Церковная музыка является поэтому лишь «орнаментальной». Она является чем-то внешним с точки зрения «сущности литургии». Гербер ссылается на Теофила Гроссгебауэра, который своей основательной враждебностью к музыке сближается с пиетистами. Он цитирует его исполненное профетическим рвением сочинение под названием «Голос стражей опустошенного Зиона»: «Музыкальная игра скорее поднимает настроение, нежели изнутри направляет сердце на божественные предметы»10. Музыка – это внешнее, от которого следует оберегать внутреннее: «О, разве не ясно говорит Хейланд, что о грядущем Царстве Божьем возгласят не внешние знаки, но что оно наступит у нас внутри?»11 Музыка при этом деградирует до некоего довеска, до «приправы для чувств», которая для «главного блюда слов» является внешним, словно «сахар», которым «подслащивают» «божественное лекарство»12.

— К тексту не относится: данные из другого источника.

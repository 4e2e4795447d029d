//! Command-line front end for the account store.
//!
//! # Responsibility
//! - Map a handful of subcommands onto `AccountService` calls.
//! - Keep output line-oriented and deterministic for scripting.
//!
//! # Usage
//!
//! ```bash
//! ams add Lee 1111 10000
//! ams add Kim 2222 0 100000      # overdraft with a 100000 credit line
//! AMS_STORE_PATH=/tmp/accounts.dbf ams list
//! ams --log-dir /var/log/ams remove 1000
//! ```
//!
//! Exit codes: 0 success, 1 usage or storage error, 2 not found.

use ams_core::{
    default_log_level, init_logging, Account, AccountService, FileAccountRepository, RepoResult,
    DEFAULT_STORE_PATH,
};
use clap::{Parser, Subcommand};
use log::warn;
use std::path::PathBuf;
use std::process::ExitCode;

/// Flat-file bank account store.
#[derive(Parser, Debug, Clone)]
#[command(name = "ams")]
#[command(version, about = "Bank account record store", long_about = None)]
struct Cli {
    /// Account file to open or create.
    #[arg(long, global = true, env = "AMS_STORE_PATH", default_value = DEFAULT_STORE_PATH)]
    store: PathBuf,

    /// Absolute directory for rolling log files. Logging stays off when unset.
    #[arg(long, global = true, env = "AMS_LOG_DIR")]
    log_dir: Option<String>,

    /// Log level: trace, debug, info, warn or error.
    ///
    /// Default: debug in debug builds, info in release builds.
    #[arg(long, global = true, env = "AMS_LOG_LEVEL")]
    log_level: Option<String>,

    #[command(subcommand)]
    command: Command,
}

#[derive(Subcommand, Debug, Clone, PartialEq, Eq)]
enum Command {
    /// Print the number of allocated records, including removed ones.
    Count,
    /// List active accounts in file order.
    List,
    /// Open an account; passing `borrowed` makes it an overdraft account.
    #[command(allow_negative_numbers = true)]
    Add {
        owner: String,
        password: i32,
        /// Deposit for overdraft accounts, balance otherwise.
        balance: i64,
        /// Credit line folded into the visible balance.
        borrowed: Option<i64>,
    },
    /// Find one active account by number.
    Find { number: String },
    /// Find active accounts by owner name.
    Owner { name: String },
    /// Soft-delete an account by number.
    Remove { number: String },
    /// Run an add/list/search/remove walkthrough.
    Demo,
}

fn format_account(account: &Account) -> String {
    match account.borrowed() {
        Some(borrowed) => format!(
            "{}\t{}\t{}\toverdraft\tborrowed={}",
            account.number, account.owner, account.balance, borrowed
        ),
        None => format!(
            "{}\t{}\t{}\tstandard",
            account.number, account.owner, account.balance
        ),
    }
}

/// Runs `command`, returning `false` when the target was not found.
fn run(service: &AccountService<FileAccountRepository>, command: Command) -> RepoResult<bool> {
    match command {
        Command::Count => {
            println!("{}", service.count()?);
            Ok(true)
        }
        Command::List => {
            for account in service.list_accounts()? {
                println!("{}", format_account(&account));
            }
            Ok(true)
        }
        Command::Add {
            owner,
            password,
            balance,
            borrowed,
        } => {
            let account = match borrowed {
                Some(borrowed) => service.open_overdraft(owner, password, balance, borrowed)?,
                None => service.open_standard(owner, password, balance)?,
            };
            println!("{}", account.number);
            Ok(true)
        }
        Command::Find { number } => match service.find_by_number(&number)? {
            Some(account) => {
                println!("{}", format_account(&account));
                Ok(true)
            }
            None => Ok(false),
        },
        Command::Owner { name } => {
            let accounts = service.find_by_owner(&name)?;
            for account in &accounts {
                println!("{}", format_account(account));
            }
            Ok(!accounts.is_empty())
        }
        Command::Remove { number } => service.close_account(&number),
        Command::Demo => run_demo(service).map(|()| true),
    }
}

fn run_demo(service: &AccountService<FileAccountRepository>) -> RepoResult<()> {
    println!("## add");
    let first = service.open_standard("Lee", 1111, 10_000)?;
    service.open_overdraft("Kim", 1111, 0, 100_000)?;
    service.open_standard("Lee", 1111, 70_000)?;

    println!("## list");
    for account in service.list_accounts()? {
        println!("{}", format_account(&account));
    }

    println!("## find {}", first.number);
    if let Some(account) = service.find_by_number(&first.number)? {
        println!("{}", format_account(&account));
    }

    println!("## owner Lee");
    for account in service.find_by_owner("Lee")? {
        println!("{}", format_account(&account));
    }

    println!("## remove {}", first.number);
    service.close_account(&first.number)?;
    for account in service.list_accounts()? {
        println!("{}", format_account(&account));
    }
    Ok(())
}

fn main() -> ExitCode {
    let cli = match Cli::try_parse() {
        Ok(cli) => cli,
        Err(err) => {
            let _ = err.print();
            return if err.use_stderr() {
                ExitCode::from(1)
            } else {
                ExitCode::SUCCESS
            };
        }
    };

    if let Some(log_dir) = cli.log_dir.as_deref() {
        let level = cli.log_level.as_deref().unwrap_or(default_log_level());
        if let Err(err) = init_logging(level, log_dir) {
            eprintln!("logging disabled: {err}");
        }
    }

    let repo = match FileAccountRepository::open(&cli.store) {
        Ok(repo) => repo,
        Err(err) => {
            eprintln!("cannot open `{}`: {err}", cli.store.display());
            return ExitCode::from(1);
        }
    };
    let service = AccountService::new(repo);

    match run(&service, cli.command) {
        Ok(true) => ExitCode::SUCCESS,
        Ok(false) => {
            eprintln!("not found");
            ExitCode::from(2)
        }
        Err(err) => {
            warn!("event=cli_command module=cli status=error error={}", err);
            eprintln!("error: {err}");
            ExitCode::from(1)
        }
    }
}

Проблема – в строгом отделении внутреннего от внешнего, сердца от ума, сущности от орнамента, блюда от приправы. Разве приправа не существенный компонент блюда? Разве нет такого Божьего слова, которое как таковое является сладостным и не представляет собой горькое «лекарство»? «Вкусу» мистически настроенной души Бог открывается именно как «сладчайшая сладость»13. Но как же в таком случае отличить сладость Бога от сладости музыки?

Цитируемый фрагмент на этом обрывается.